I have the following problem that I am stuck on.
Let $S^{3}$ be the one-point compactification of $\mathbb{R}^{3}$. Compute the fundamental group of $S^{3}-X$, where:
(a) $X=S^{1}=\{(x,y,0)\in\mathbb{R}^{3}\mid x^{2}+y^{2}=1\}$.
(b) $X$ is the union of two unlinked circles.
(c) $X$ is the union of two linked circles.
(d) $X$ is the union of three linked circles.
I think that I should be using the Seifert-van Kampen Theorem, but I am not sure how to proceed. I'm really confused as to how to determine which sets are homeomorphic to more common spaces that we already know the fundamental groups of. I think that $S^{3}-S^{1}$ would be homeomorphic to a more familiar space, but I am having a hard time coming up with the connection.
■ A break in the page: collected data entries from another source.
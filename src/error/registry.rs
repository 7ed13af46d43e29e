//! Registry and configuration errors

use super::EzpkgmError;

/// Creates a registry load failed error
pub fn config_load_failed(path: impl Into<String>, reason: impl Into<String>) -> EzpkgmError {
    EzpkgmError::ConfigLoad {
        path: path.into(),
        reason: reason.into(),
    }
}

/// Creates a registry write failed error
pub fn config_write_failed(path: impl Into<String>, reason: impl Into<String>) -> EzpkgmError {
    EzpkgmError::ConfigWrite {
        path: path.into(),
        reason: reason.into(),
    }
}

/// Creates an invalid configuration error
pub fn config_invalid(message: impl Into<String>) -> EzpkgmError {
    EzpkgmError::ConfigInvalid {
        message: message.into(),
    }
}

/// Creates a remote registry fetch error
pub fn remote_fetch_failed(url: impl Into<String>, reason: impl Into<String>) -> EzpkgmError {
    EzpkgmError::RemoteFetch {
        url: url.into(),
        reason: reason.into(),
    }
}

/// Creates a project not found error
pub fn project_not_found(name: impl Into<String>) -> EzpkgmError {
    EzpkgmError::ProjectNotFound { name: name.into() }
}

/// Creates a confirmation prompt error
pub fn prompt_failed(reason: impl ToString) -> EzpkgmError {
    EzpkgmError::Prompt {
        reason: reason.to_string(),
    }
}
Thanks in advance for any help or recommendations on any part of this problem!
(a) You're right in thinking $S^3 - S^1$ is homeomorphic to a more familiar space. Intuitively, you can think about $S^3$ as $\mathbb{R}^3$ with a point at infinity, but then you can 'translate' $S^1$ inside $S^3$ so that it goes through this point at infinity, making the missing part just a straight line through infinity. So, $S^3 - S^1 \cong \mathbb{R}^3 - \{(0,0,z) \mid z \in \mathbb{R}\}$, i.e. $\mathbb{R}^3$ without the $z$-axis. From here, it should be easier to think about the fundamental group!
(b) Split the new space in two (using SvK) and think about the fundamental group of each. You might like to use a similar idea as for (a), but be careful because you've just cut out half of $S^3$.
(c) Translate as above, but you can't cut it up so nicely. You might need a cleverer idea to finish off, but thinking about how the space looks will help you here.